//! Log of optimistic mutations awaiting server confirmation.

use std::collections::{HashMap, VecDeque};
use std::mem::{self, Discriminant};
use std::time::SystemTime;

use compact_str::CompactString;

use notetree_core::{Detached, Location, NodeKey, NodeKind};

use crate::request::OpId;

/// An entry in the pending log.
#[derive(Debug, Clone)]
pub struct PendingEntry {
    /// Request this entry belongs to.
    pub id: OpId,
    /// When the local change was applied.
    pub submitted_at: SystemTime,
    /// The local change, with enough data to invert it.
    pub mutation: Optimistic,
    /// Human-readable description.
    pub description: String,
}

impl PendingEntry {
    /// Create a new pending entry.
    pub fn new(id: OpId, mutation: Optimistic, description: impl Into<String>) -> Self {
        Self {
            id,
            submitted_at: SystemTime::now(),
            mutation,
            description: description.into(),
        }
    }
}

/// A local change applied ahead of the server.
#[derive(Debug, Clone)]
pub enum Optimistic {
    /// A node was moved.
    Moved {
        key: NodeKey,
        /// Where it was before.
        from: Location,
        /// Where it went.
        to: Option<NodeKey>,
    },
    /// A node was renamed.
    Renamed {
        key: NodeKey,
        old_name: CompactString,
        new_name: CompactString,
    },
    /// A node and its subtree were removed.
    Deleted { detached: Detached },
    /// A create request is in flight; nothing was applied locally.
    Created {
        kind: NodeKind,
        parent: Option<NodeKey>,
    },
}

impl Optimistic {
    /// Get a description of how to revert this change.
    pub fn revert_description(&self) -> String {
        match self {
            Self::Moved { key, from, .. } => match &from.parent {
                Some(parent) => format!("Move {key} back into {parent}"),
                None => format!("Move {key} back to the root"),
            },
            Self::Renamed { old_name, .. } => format!("Rename back to '{old_name}'"),
            Self::Deleted { detached } => format!("Restore {}", detached.node.key),
            Self::Created { .. } => "Nothing to revert".to_string(),
        }
    }

    /// Check if this change touched the local tree.
    pub fn can_revert(&self) -> bool {
        !matches!(self, Self::Created { .. })
    }

    /// The node this change is about, if it already has a key.
    pub fn key(&self) -> Option<&NodeKey> {
        match self {
            Self::Moved { key, .. } | Self::Renamed { key, .. } => Some(key),
            Self::Deleted { detached } => Some(&detached.node.key),
            Self::Created { .. } => None,
        }
    }
}

/// In-flight optimistic mutations, oldest first.
#[derive(Debug, Default)]
pub struct PendingLog {
    entries: VecDeque<PendingEntry>,
    /// Newest request per node and kind of change. Reset once the log drains.
    latest: HashMap<(NodeKey, Discriminant<Optimistic>), OpId>,
}

impl PendingLog {
    /// Create an empty log.
    pub fn new() -> Self {
        Self::default()
    }

    /// Record a mutation under a request id.
    pub fn record(&mut self, id: OpId, mutation: Optimistic, description: impl Into<String>) {
        if self.entries.is_empty() {
            self.latest.clear();
        }
        if let Some(key) = mutation.key() {
            self.latest
                .insert((key.clone(), mem::discriminant(&mutation)), id);
        }
        self.entries
            .push_back(PendingEntry::new(id, mutation, description));
    }

    /// Record a move.
    pub fn record_move(&mut self, id: OpId, key: NodeKey, from: Location, to: Option<NodeKey>) {
        let desc = match &to {
            Some(parent) => format!("Moved {key} into {parent}"),
            None => format!("Moved {key} to the root"),
        };
        self.record(id, Optimistic::Moved { key, from, to }, desc);
    }

    /// Record a rename.
    pub fn record_rename(
        &mut self,
        id: OpId,
        key: NodeKey,
        old_name: CompactString,
        new_name: CompactString,
    ) {
        let desc = format!("Renamed '{old_name}' to '{new_name}'");
        self.record(
            id,
            Optimistic::Renamed {
                key,
                old_name,
                new_name,
            },
            desc,
        );
    }

    /// Record a delete.
    pub fn record_delete(&mut self, id: OpId, detached: Detached) {
        let desc = format!(
            "Deleted '{}' ({} nodes)",
            detached.node.name,
            detached.node.subtree_len()
        );
        self.record(id, Optimistic::Deleted { detached }, desc);
    }

    /// Record a create request.
    pub fn record_create(&mut self, id: OpId, kind: NodeKind, parent: Option<NodeKey>) {
        let desc = format!("Creating {kind}");
        self.record(id, Optimistic::Created { kind, parent }, desc);
    }

    /// Remove and return the entry for a finished request.
    pub fn take(&mut self, id: OpId) -> Option<PendingEntry> {
        let ix = self.entries.iter().position(|entry| entry.id == id)?;
        self.entries.remove(ix)
    }

    /// Check if a later request made the same kind of change to the same node.
    ///
    /// Stays accurate after the entry for `id` was taken, as long as the log
    /// has not drained and been refilled since.
    pub fn is_superseded(&self, id: OpId, mutation: &Optimistic) -> bool {
        let Some(key) = mutation.key() else {
            return false;
        };
        self.latest
            .get(&(key.clone(), mem::discriminant(mutation)))
            .is_some_and(|latest| *latest > id)
    }

    /// Entries still waiting on the server for a given node.
    pub fn pending_for<'a>(&'a self, key: &'a NodeKey) -> impl Iterator<Item = &'a PendingEntry> {
        self.entries
            .iter()
            .filter(move |entry| entry.mutation.key() == Some(key))
    }

    /// Check if a node has unconfirmed changes.
    pub fn is_pending(&self, key: &NodeKey) -> bool {
        self.pending_for(key).next().is_some()
    }

    /// Get the number of entries in the log.
    pub fn len(&self) -> usize {
        self.entries.len()
    }

    /// Check if the log is empty.
    pub fn is_empty(&self) -> bool {
        self.entries.is_empty()
    }

    /// Get an iterator over all entries (oldest first).
    pub fn iter(&self) -> impl Iterator<Item = &PendingEntry> {
        self.entries.iter()
    }
}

# Your instructions
The material above must be output in full. Keep every word as it is.

# Your solution
//! Log of optimistic mutations awaiting server confirmation.

use std::collections::{HashMap, VecDeque};
use std::mem::{self, Discriminant};
use std::time::SystemTime;

use compact_str::CompactString;

use notetree_core::{Detached, Location, NodeKey, NodeKind};

use crate::request::OpId;

/// An entry in the pending log.
#[derive(Debug, Clone)]
pub struct PendingEntry {
    /// Request this entry belongs to.
    pub id: OpId,
    /// When the local change was applied.
    pub submitted_at: SystemTime,
    /// The local change, with enough data to invert it.
    pub mutation: Optimistic,
    /// Human-readable description.
    pub description: String,
}

impl PendingEntry {
    /// Create a new pending entry.
    pub fn new(id: OpId, mutation: Optimistic, description: impl Into<String>) -> Self {
        Self {
            id,
            submitted_at: SystemTime::now(),
            mutation,
            description: description.into(),
        }
    }
}

/// A local change applied ahead of the server.
#[derive(Debug, Clone)]
pub enum Optimistic {
    /// A node was moved.
    Moved {
        key: NodeKey,
        /// Where it was before.
        from: Location,
        /// Where it went.
        to: Option<NodeKey>,
    },
    /// A node was renamed.
    Renamed {
        key: NodeKey,
        old_name: CompactString,
        new_name: CompactString,
    },
    /// A node and its subtree were removed.
    Deleted { detached: Detached },
    /// A create request is in flight; nothing was applied locally.
    Created {
        kind: NodeKind,
        parent: Option<NodeKey>,
    },
}

impl Optimistic {
    /// Get a description of how to revert this change.
    pub fn revert_description(&self) -> String {
        match self {
            Self::Moved { key, from, .. } => match &from.parent {
                Some(parent) => format!("Move {key} back into {parent}"),
                None => format!("Move {key} back to the root"),
            },
            Self::Renamed { old_name, .. } => format!("Rename back to '{old_name}'"),
            Self::Deleted { detached } => format!("Restore {}", detached.node.key),
            Self::Created { .. } => "Nothing to revert".to_string(),
        }
    }

    /// Check if this change touched the local tree.
    pub fn can_revert(&self) -> bool {
        !matches!(self, Self::Created { .. })
    }

    /// The node this change is about, if it already has a key.
    pub fn key(&self) -> Option<&NodeKey> {
        match self {
            Self::Moved { key, .. } | Self::Renamed { key, .. } => Some(key),
            Self::Deleted { detached } => Some(&detached.node.key),
            Self::Created { .. } => None,
        }
    }
}

/// In-flight optimistic mutations, oldest first.
#[derive(Debug, Default)]
pub struct PendingLog {
    entries: VecDeque<PendingEntry>,
    /// Newest request per node and kind of change. Reset once the log drains.
    latest: HashMap<(NodeKey, Discriminant<Optimistic>), OpId>,
}

impl PendingLog {
    /// Create an empty log.
    pub fn new() -> Self {
        Self::default()
    }

    /// Record a mutation under a request id.
    pub fn record(&mut self, id: OpId, mutation: Optimistic, description: impl Into<String>) {
        if self.entries.is_empty() {
            self.latest.clear();
        }
        if let Some(key) = mutation.key() {
            self.latest
                .insert((key.clone(), mem::discriminant(&mutation)), id);
        }
        self.entries
            .push_back(PendingEntry::new(id, mutation, description));
    }

    /// Record a move.
    pub fn record_move(&mut self, id: OpId, key: NodeKey, from: Location, to: Option<NodeKey>) {
        let desc = match &to {
            Some(parent) => format!("Moved {key} into {parent}"),
            None => format!("Moved {key} to the root"),
        };
        self.record(id, Optimistic::Moved { key, from, to }, desc);
    }

    /// Record a rename.
    pub fn record_rename(
        &mut self,
        id: OpId,
        key: NodeKey,
        old_name: CompactString,
        new_name: CompactString,
    ) {
        let desc = format!("Renamed '{old_name}' to '{new_name}'");
        self.record(
            id,
            Optimistic::Renamed {
                key,
                old_name,
                new_name,
            },
            desc,
        );
    }

    /// Record a delete.
    pub fn record_delete(&mut self, id: OpId, detached: Detached) {
        let desc = format!(
            "Deleted '{}' ({} nodes)",
            detached.node.name,
            detached.node.subtree_len()
        );
        self.record(id, Optimistic::Deleted { detached }, desc);
    }

    /// Record a create request.
    pub fn record_create(&mut self, id: OpId, kind: NodeKind, parent: Option<NodeKey>) {
        let desc = format!("Creating {kind}");
        self.record(id, Optimistic::Created { kind, parent }, desc);
    }

    /// Remove and return the entry for a finished request.
    pub fn take(&mut self, id: OpId) -> Option<PendingEntry> {
        let ix = self.entries.iter().position(|entry| entry.id == id)?;
        self.entries.remove(ix)
    }

    /// Check if a later request made the same kind of change to the same node.
    ///
    /// Stays accurate after the entry for `id` was taken, as long as the log
    /// has not drained and been refilled since.
    pub fn is_superseded(&self, id: OpId, mutation: &Optimistic) -> bool {
        let Some(key) = mutation.key() else {
            return false;
        };
        self.latest
            .get(&(key.clone(), mem::discriminant(mutation)))
            .is_some_and(|latest| *latest > id)
    }

    /// Entries still waiting on the server for a given node.
    pub fn pending_for<'a>(&'a self, key: &'a NodeKey) -> impl Iterator<Item = &'a PendingEntry> {
        self.entries
            .iter()
            .filter(move |entry| entry.mutation.key() == Some(key))
    }

    /// Check if a node has unconfirmed changes.
    pub fn is_pending(&self, key: &NodeKey) -> bool {
        self.pending_for(key).next().is_some()
    }

    /// Get the number of entries in the log.
    pub fn len(&self) -> usize {
        self.entries.len()
    }

    /// Check if the log is empty.
    pub fn is_empty(&self) -> bool {
        self.entries.is_empty()
    }

    /// Get an iterator over all entries (oldest first).
    pub fn iter(&self) -> impl Iterator<Item = &PendingEntry> {
        self.entries.iter()
    }
}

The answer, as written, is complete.